Als R.A.T. nun eine ganz große Aktion in Cyber-London ankündigen, wollen sich das auch Jamie, Zack, Jemma und Will nicht entgehen lassen. Doch diesmal ist es keine harmlose Demonstration ihrer Macht, diesmal starten die R.A.T.s einen großen Terroranschlag auf Cyber-London. Unsere vier Freunde verwenden all ihre Cyber-Game-Erfahrung um in der virtuellen Welt zu überleben. Doch neben der psychischen Belastung wird, gerade für Jamie, auch die körperliche zunehmend zum Problem.

Meinung:
Nadines Schreibstil ist wie immer flüssig zu lesen und fesselnd. Einmal begonnen hatte ich das Buch in kurzer Zeit durchgelesen. Wie immer stehen in der Rahmenhandlung die Gefühle der Protas sehr im Vordergrund. Neues Thema war hier diesmal, wie Jamie und Jemma damit umgehen, dass ihr Vater sich womöglich neu verliebt. Wie von Nadine gewohnt wird dieses Thema sehr gefühlvoll behandelt.
Dieses Buch ist düsterer und brutaler als die Vorgänger, aber ich persönlich finde sehr gut, dass die Autorin auch die Schattenseiten moderner (Zukunfts-)Technologien thematisiert. Schon heute ist Terror im Netz ein Thema, aber in der Cyberworld bekommt das nochmal eine andere Dimension.
Auch wenn diesmal kein Game im Mittelpunkt steht und das Thema so düster ist, schafft es Nadine doch, eine faszinierende und vor Fantasie sprühende Terrorwelt zu erschaffen. Immer wieder war ich überrascht was sie sich da alles hat einfallen lassen.
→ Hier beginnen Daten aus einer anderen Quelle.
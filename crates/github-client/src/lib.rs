//! `github-client`: the slice of the GitHub REST API that `preview-gate`
//! needs to follow a pull request to its preview deployment.
//!
//! # Architecture
//!
//! ```text
//! Repository + token
//!     │
//!     ▼
//! GithubClient        ← one reqwest::Client, built once, passed by reference
//!     │
//!     ▼
//! DeploymentApi trait ← get_pull_request / list_deployments /
//!     │                 list_deployment_statuses
//!     ▼
//! types.rs            ← PullRequest, Deployment, DeploymentStatus
//! ```
//!
//! Callers depend on [`DeploymentApi`] rather than on [`GithubClient`] so the
//! orchestration logic can be driven by in-memory fakes in tests.
//!
//! # Quick start
//!
//! ```rust,ignore
//! use github_client::{DeploymentApi, GithubClient, Repository};
//!
//! let client = GithubClient::new(GithubClient::DEFAULT_API_URL, token)?;
//! let repo: Repository = "octo/site".parse()?;
//! let pr = client.get_pull_request(&repo, 42).await?;
//! let deployments = client.list_deployments(&repo, &pr.head.sha, None).await?;
//! ```

pub mod client;
pub mod error;
pub mod types;


pub use client::{DeploymentApi, GithubClient};
pub use error::GithubError;
pub use types::{
    Deployment, DeploymentState, DeploymentStatus, PullRequest, PullRequestHead, Repository,
};

/// Convenience `Result` alias for this crate.
pub type Result<T> = std::result::Result<T, GithubError>;
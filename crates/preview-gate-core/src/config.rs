use std::time::Duration;

use crate::error::{GateError, Result};
use crate::poller::PollBudget;
use crate::status::AcceptancePolicy;

pub const DEFAULT_MAX_TIMEOUT_SECS: f64 = 60.0;
pub const DEFAULT_CHECK_INTERVAL_SECS: f64 = 2.0;
pub const DEFAULT_MAX_RESTARTS: u32 = 5;

// ---------------------------------------------------------------------------
// ActionInputs
// ---------------------------------------------------------------------------

/// Raw action inputs exactly as the runner hands them over (`INPUT_*`
/// variables or CLI flags). Nothing here is validated yet.
#[derive(Debug, Clone, Default)]
pub struct ActionInputs {
    pub token: Option<String>,
    pub environment: Option<String>,
    pub max_timeout: Option<String>,
    pub allow_inactive: Option<String>,
    pub check_interval: Option<String>,
    pub max_restarts: Option<String>,
}

// ---------------------------------------------------------------------------
// ActionConfig
// ---------------------------------------------------------------------------

#[derive(Debug, Clone, PartialEq)]
pub struct ActionConfig {
    pub token: String,
    pub environment: Option<String>,
    /// Shared by the status stage and the URL stage.
    pub budget: PollBudget,
    pub policy: AcceptancePolicy,
    pub max_restarts: u32,
}

impl ActionConfig {
    /// Validate `inputs` and apply defaults.
    ///
    /// Numeric inputs that are missing, unparsable, zero or negative fall
    /// back to their defaults rather than failing the run.
    pub fn resolve(inputs: &ActionInputs) -> Result<Self> {
        let token = non_empty(inputs.token.as_deref())
            .ok_or(GateError::MissingInput("token"))?
            .to_string();

        let max_timeout = positive_or(inputs.max_timeout.as_deref(), DEFAULT_MAX_TIMEOUT_SECS);
        let check_interval =
            positive_or(inputs.check_interval.as_deref(), DEFAULT_CHECK_INTERVAL_SECS);
        // The interval is carried in whole milliseconds.
        let check_interval_ms = (check_interval * 1000.0).round().max(1.0);

        let budget = PollBudget::new(
            Duration::try_from_secs_f64(max_timeout).unwrap_or(Duration::MAX),
            Duration::try_from_secs_f64(check_interval_ms / 1000.0).unwrap_or(Duration::MAX),
        );

        let allow_inactive = parse_bool("allow_inactive", inputs.allow_inactive.as_deref())?;

        let max_restarts = match non_empty(inputs.max_restarts.as_deref()) {
            None => DEFAULT_MAX_RESTARTS,
            Some(raw) => raw.parse::<u32>().map_err(|e| GateError::InvalidInput {
                input: "max_restarts",
                value: raw.to_string(),
                reason: e.to_string(),
            })?,
        };

        Ok(Self {
            token,
            environment: non_empty(inputs.environment.as_deref()).map(str::to_owned),
            budget,
            policy: AcceptancePolicy { allow_inactive },
            max_restarts,
        })
    }
}

fn non_empty(raw: Option<&str>) -> Option<&str> {
    raw.map(str::trim).filter(|s| !s.is_empty())
}

fn positive_or(raw: Option<&str>, default: f64) -> f64 {
    non_empty(raw)
        .and_then(|s| s.parse::<f64>().ok())
        .filter(|n| n.is_finite() && *n > 0.0)
        .unwrap_or(default)
}

/// YAML 1.2 core-schema booleans, as accepted by GitHub Actions inputs.
/// Empty or missing means `false`.
fn parse_bool(input: &'static str, raw: Option<&str>) -> Result<bool> {
    match non_empty(raw) {
        None => Ok(false),
        Some("true" | "True" | "TRUE") => Ok(true),
        Some("false" | "False" | "FALSE") => Ok(false),
        Some(other) => Err(GateError::InvalidInput {
            input,
            value: other.to_string(),
            reason: "expected one of true | True | TRUE | false | False | FALSE".into(),
        }),
    }
}

// ---------------------------------------------------------------------------
// Tests
// ---------------------------------------------------------------------------
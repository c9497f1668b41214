//! # veil-sentiment
//!
//! Sentiment side of the workspace: a lexicon-backed [`ISentimentModel`]
//! implementation standing in for the external model, and the [`Comparator`]
//! service that scores a text before and after privacy transformation.
//!
//! [`ISentimentModel`]: veil_core::traits::ISentimentModel

pub mod comparison;
pub mod lexicon;

pub use comparison::Comparator;
pub use lexicon::LexiconModel;
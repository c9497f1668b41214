//! Word-list sentiment scoring.

use std::collections::HashSet;

use veil_core::constants::{LABEL_NEGATIVE, LABEL_NEUTRAL, LABEL_POSITIVE};
use veil_core::errors::SentimentResult;
use veil_core::traits::{ISentimentModel, Sentiment};

const POSITIVE_WORDS: &[&str] = &[
    "happy",
    "excited",
    "relieved",
    "hopeful",
    "comfortable",
    "appreciated",
    "hope",
    "optimism",
    "positive",
    "good",
    "great",
    "wonderful",
    "glad",
    "pleased",
    "calm",
    "confident",
    "grateful",
    "love",
];

const NEGATIVE_WORDS: &[&str] = &[
    "sad",
    "angry",
    "worried",
    "anxious",
    "stressed",
    "concerned",
    "fear",
    "apprehension",
    "challenging",
    "negative",
    "bad",
    "terrible",
    "awful",
    "upset",
    "afraid",
    "miserable",
    "annoyed",
    "hate",
];

/// Lexicon scorer standing in for the external transformer model.
///
/// Counts positive and negative word hits over case-folded, punctuation-
/// stripped tokens. The label is the majority class (`POSITIVE` on a tie)
/// and the score is the hit ratio for that label, floored at 0.5 so it
/// reads as the confidence of the emitted label. Text with no hits at all
/// is `NEUTRAL` at 0.5.
pub struct LexiconModel {
    positive: HashSet<&'static str>,
    negative: HashSet<&'static str>,
}

impl LexiconModel {
    pub fn new() -> Self {
        Self {
            positive: POSITIVE_WORDS.iter().copied().collect(),
            negative: NEGATIVE_WORDS.iter().copied().collect(),
        }
    }
}

impl Default for LexiconModel {
    fn default() -> Self {
        Self::new()
    }
}

impl ISentimentModel for LexiconModel {
    fn analyze(&self, text: &str) -> SentimentResult<Sentiment> {
        let mut positive_hits = 0usize;
        let mut negative_hits = 0usize;

        for token in text.split_whitespace() {
            let word: String = token
                .chars()
                .filter(|c| c.is_alphanumeric())
                .collect::<String>()
                .to_lowercase();
            if self.positive.contains(word.as_str()) {
                positive_hits += 1;
            } else if self.negative.contains(word.as_str()) {
                negative_hits += 1;
            }
        }

        let total = positive_hits + negative_hits;
        if total == 0 {
            return Ok(Sentiment {
                label: LABEL_NEUTRAL.to_string(),
                score: 0.5,
            });
        }

        let (label, hits) = if positive_hits >= negative_hits {
            (LABEL_POSITIVE, positive_hits)
        } else {
            (LABEL_NEGATIVE, negative_hits)
        };

        Ok(Sentiment {
            label: label.to_string(),
            score: (hits as f64 / total as f64).max(0.5),
        })
    }
}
Die Spannung wird in diesem Teil durch Sprünge zwischen realem und Cyber-London deutlich erhöht. Es ergeben sich dadurch immer wieder kleine Cliffhanger, die einen ans Buch fesseln.
Einziges Manko war für mich der Ausstieg der vier Freunde aus der Cyberworld, der für alle mehr oder weniger gleich ablief, wenn auch zu verschiedenen Zeiten und in unterschiedlichen Situationen. Hier hätte ich mir mehr Abwechslung und dadurch noch mehr Spannung erhofft.
Der sanfte Ausklang der Geschichte hat mir dann wieder, wie immer, sehr gut gefallen. Ich mag es sehr mich in entspannter Atmosphäre von den Protas zu verabschieden.
Jetzt heißt es dann wieder sehnsüchtig warten, auf Teil 6, den vorletzten der Reihe.

Fazit:
Jugend-SiFi mit viel Gefühl und noch mehr Spannung. Diesmal düsterer und brutaler als sonst, aber nicht minder fantasievoll.
Von mir gibt es eine ganz klare Leseempfehlung!